Islamabad - O ditador do Paquistão, Pervez Musharraf, afirmou ontem que convocará eleições gerais até o dia 15 de fevereiro - um mês depois do prazo legal. O anúncio é um alívio para os EUA, que pressionam o aliado a reverter o estado de emergência decretado na quinta e adotar uma transição para um regime mais semelhante ao oficialmente defendido por Washington para todo o mundo -e que inclua preferencialmente a ex-premiê pró-ocidental Benazir Buttho.
Reeleito num pleito indireto cuja legalidade é questionada, Musharraf atirou primeiro: decretou estado de emergência e demitiu os juízes de oposição da Suprema Corte, que julgariam a legalidade do novo mandato.

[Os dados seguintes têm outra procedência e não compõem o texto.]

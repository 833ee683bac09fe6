//! Text rendering of an encoded file's header and code table.

use std::fmt;
use std::path::Path;

use huffpack_core::table::CodeEntry;
use huffpack_core::FileDetail;

/// Render `detail` for the `inspect` command.
///
/// Rows follow the order of the table records. Printable ASCII bytes are
/// shown as-is, everything else as `0x..`. Codes are printed bit by bit in
/// the order they appear in the payload, least significant bit first.
pub fn render(path: &Path, detail: &FileDetail) -> String {
    DetailView { path, detail }.to_string()
}

struct DetailView<'a> {
    path: &'a Path,
    detail: &'a FileDetail,
}

impl fmt::Display for DetailView<'_> {
    fn fmt(&self, f: &mut fmt::Formatter<'_>) -> fmt::Result {
        let header = &self.detail.header;
        writeln!(f, "Filename:   {}", self.path.display())?;
        writeln!(f, "SHA256:     {}", hex::encode(header.digest))?;
        writeln!(
            f,
            "Table:      {} bytes, {} symbols",
            header.table_len,
            self.detail.table.len()
        )?;
        writeln!(f, "Final bits: {}", header.final_bits)?;
        writeln!(f)?;
        writeln!(f, "{:<10} {}", "Character", "Encode")?;

        for (byte, entry) in self.detail.table.iter() {
            writeln!(f, "{:<10} {}", render_byte(byte), render_code(entry))?;
        }
        Ok(())
    }
}

fn render_byte(byte: u8) -> String {
    if byte.is_ascii_graphic() {
        (byte as char).to_string()
    } else {
        format!("0x{byte:02x}")
    }
}

fn render_code(entry: CodeEntry) -> String {
    (0..entry.bit_length)
        .map(|i| if (entry.code >> i) & 1 == 1 { '1' } else { '0' })
        .collect()
}
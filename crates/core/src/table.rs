//! Code tables and their on-disk record format.
//!
//! # Record Format
//!
//! ```text
//! +-----------------+
//! | byte (1)        |  the symbol
//! +-----------------+
//! | bit_length (1)  |  u8 code length in bits
//! +-----------------+
//! | code (2)        |  u16 little-endian, first bit of the code in bit 0
//! +-----------------+
//! ```
//!
//! One record per symbol, in the encode table's insertion order. The order
//! is preserved through a round trip so re-serializing a parsed table
//! reproduces the same bytes.
//!
//! The same record buffer is parsed into two shapes: [`EncodeTable`]
//! (symbol -> code) and [`DecodeTable`] (length -> code -> symbol). The
//! decode shape is partitioned by length because the same numeric value can
//! belong to different symbols at different lengths.

use std::collections::{HashMap, HashSet};

use crate::error::{Result, TableError};

/// Size of one serialized record in bytes.
pub const RECORD_SIZE: usize = 4;

/// Code assigned to one symbol.
#[derive(Debug, Clone, Copy, PartialEq, Eq, Hash)]
pub struct CodeEntry {
    /// Number of bits in the code
    pub bit_length: u32,
    /// Code bits; the first bit emitted is bit 0
    pub code: u64,
}

impl CodeEntry {
    pub fn new(bit_length: u32, code: u64) -> Self {
        Self { bit_length, code }
    }

    /// True if this code is a bit-prefix of `other` (or equal to it).
    pub fn is_prefix_of(&self, other: &CodeEntry) -> bool {
        if self.bit_length > other.bit_length {
            return false;
        }
        let mask = if self.bit_length >= 64 {
            u64::MAX
        } else {
            (1u64 << self.bit_length) - 1
        };
        other.code & mask == self.code
    }
}

/// Symbol -> code mapping used by the encoder.
///
/// Keeps entries in insertion order for serialization and a 256-slot index
/// for constant-time lookup.
#[derive(Debug, Clone, PartialEq, Eq)]
pub struct EncodeTable {
    entries: Vec<(u8, CodeEntry)>,
    index: [Option<CodeEntry>; 256],
}

impl EncodeTable {
    pub fn new() -> Self {
        Self {
            entries: Vec::new(),
            index: [None; 256],
        }
    }

    /// Insert or replace the code for `byte`.
    ///
    /// A replaced entry keeps its original position. Returns the previous
    /// code, if any.
    pub fn insert(&mut self, byte: u8, entry: CodeEntry) -> Option<CodeEntry> {
        let previous = self.index[byte as usize].replace(entry);
        match previous {
            Some(_) => {
                if let Some(slot) = self.entries.iter_mut().find(|(b, _)| *b == byte) {
                    slot.1 = entry;
                }
            }
            None => self.entries.push((byte, entry)),
        }
        previous
    }

    pub fn get(&self, byte: u8) -> Option<CodeEntry> {
        self.index[byte as usize]
    }

    pub fn len(&self) -> usize {
        self.entries.len()
    }

    pub fn is_empty(&self) -> bool {
        self.entries.is_empty()
    }

    /// Entries in insertion order.
    pub fn iter(&self) -> impl Iterator<Item = (u8, CodeEntry)> + '_ {
        self.entries.iter().copied()
    }

    /// Length of the longest code.
    pub fn max_bit_length(&self) -> u32 {
        self.entries
            .iter()
            .map(|(_, entry)| entry.bit_length)
            .max()
            .unwrap_or(0)
    }
}

impl Default for EncodeTable {
    fn default() -> Self {
        Self::new()
    }
}

/// Length -> code -> symbol mapping used by the decoder.
#[derive(Debug, Clone, Default, PartialEq, Eq)]
pub struct DecodeTable {
    by_length: HashMap<u32, HashMap<u64, u8>>,
}

impl DecodeTable {
    pub fn new() -> Self {
        Self::default()
    }

    /// Register `byte` under `entry`. The first symbol registered for a
    /// given length and code wins.
    pub fn insert(&mut self, byte: u8, entry: CodeEntry) {
        self.by_length
            .entry(entry.bit_length)
            .or_default()
            .entry(entry.code)
            .or_insert(byte);
    }

    /// Symbol for `code` at exactly `bit_length` bits.
    pub fn lookup(&self, bit_length: u32, code: u64) -> Option<u8> {
        self.by_length
            .get(&bit_length)
            .and_then(|codes| codes.get(&code))
            .copied()
    }

    /// Number of symbols across all lengths.
    pub fn len(&self) -> usize {
        self.by_length.values().map(HashMap::len).sum()
    }

    pub fn is_empty(&self) -> bool {
        self.len() == 0
    }

    pub fn max_bit_length(&self) -> u32 {
        self.by_length.keys().copied().max().unwrap_or(0)
    }
}

impl From<&EncodeTable> for DecodeTable {
    fn from(table: &EncodeTable) -> Self {
        let mut decode = DecodeTable::new();
        for (byte, entry) in table.iter() {
            decode.insert(byte, entry);
        }
        decode
    }
}

/// Serialize `table` into 4-byte records.
///
/// # Errors
/// - `TableError::BitLengthOverflow` if a length does not fit in a u8
/// - `TableError::CodeOverflow` if a code does not fit in a u16
pub fn serialize(table: &EncodeTable) -> Result<Vec<u8>> {
    let mut buffer = Vec::with_capacity(table.len() * RECORD_SIZE);

    for (byte, entry) in table.iter() {
        let bit_length = u8::try_from(entry.bit_length).map_err(|_| {
            TableError::BitLengthOverflow {
                byte,
                bit_length: entry.bit_length,
            }
        })?;
        let code = u16::try_from(entry.code)
            .map_err(|_| TableError::CodeOverflow { byte, code: entry.code })?;

        buffer.push(byte);
        buffer.push(bit_length);
        buffer.extend_from_slice(&code.to_le_bytes());
    }

    Ok(buffer)
}

/// Parse `buffer` into records, keeping only the first record for each
/// byte and for each `(length, code)` pair. Both table shapes read the same
/// records, so they always agree on a malformed table.
fn records(buffer: &[u8]) -> Result<impl Iterator<Item = (u8, CodeEntry)> + '_> {
    if buffer.len() % RECORD_SIZE != 0 {
        return Err(TableError::InvalidLength {
            length: buffer.len(),
        }
        .into());
    }

    let mut bytes_seen = [false; 256];
    let mut codes_seen = HashSet::new();

    Ok(buffer
        .chunks_exact(RECORD_SIZE)
        .map(|record| {
            let code = u16::from_le_bytes([record[2], record[3]]);
            (record[0], CodeEntry::new(record[1] as u32, code as u64))
        })
        .filter(move |(byte, entry)| {
            if bytes_seen[*byte as usize] || codes_seen.contains(entry) {
                return false;
            }
            bytes_seen[*byte as usize] = true;
            codes_seen.insert(*entry);
            true
        }))
}

/// Parse records into an [`EncodeTable`], preserving record order.
///
/// A record repeating an earlier byte or code is skipped.
///
/// # Errors
/// Returns `TableError::InvalidLength` if the buffer is not a whole number
/// of records.
pub fn deserialize_encode(buffer: &[u8]) -> Result<EncodeTable> {
    let mut table = EncodeTable::new();
    for (byte, entry) in records(buffer)? {
        table.insert(byte, entry);
    }
    Ok(table)
}

/// Parse records into a [`DecodeTable`].
///
/// A record repeating an earlier byte or code is skipped.
///
/// # Errors
/// Returns `TableError::InvalidLength` if the buffer is not a whole number
/// of records.
pub fn deserialize_decode(buffer: &[u8]) -> Result<DecodeTable> {
    let mut table = DecodeTable::new();
    for (byte, entry) in records(buffer)? {
        table.insert(byte, entry);
    }
    Ok(table)
}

Ontem, mais de 800 pessoas foram presas, numa tentativa de esvaziar um protesto marcado para hoje na grande Islamambad. Quatro foram acusadas de traição por discursos contra o regime. Elas podem ser condenados à morte.
Um acordo com Benazir, possibilidade costurada por meses por representantes de ambas as partes, está mais distante a cada momento. Após uma hesitação inicial, que lhe custou críticas entre simpatizantes do seu próprio partido, Benazir tomou uma posição pública definida contra o estado de emergência -um “ataque” contra o país e a democracia.
Ele convocou protestos para hoje e promete liderar marcha contra o regime caso a medida não seja revista. Tida como uma possível sucessora do atual regime, Benazir negou ontem que “os canais de diálogo” continuem “abertos”, como afirmou o ministro de Informação, Tariq Khan, e começa a articular um campanha política independente, mais próxima de sua oposição histórica a Musharraf.
Diplomatas ocidentais temem que a declaração de estado de emergência, percebida como uma crise auto-infligida por muitos paquistaneses, seja prejudicial à imagem das Forças Armadas, consideradas uma força de estabilização necessária pelas principais potências.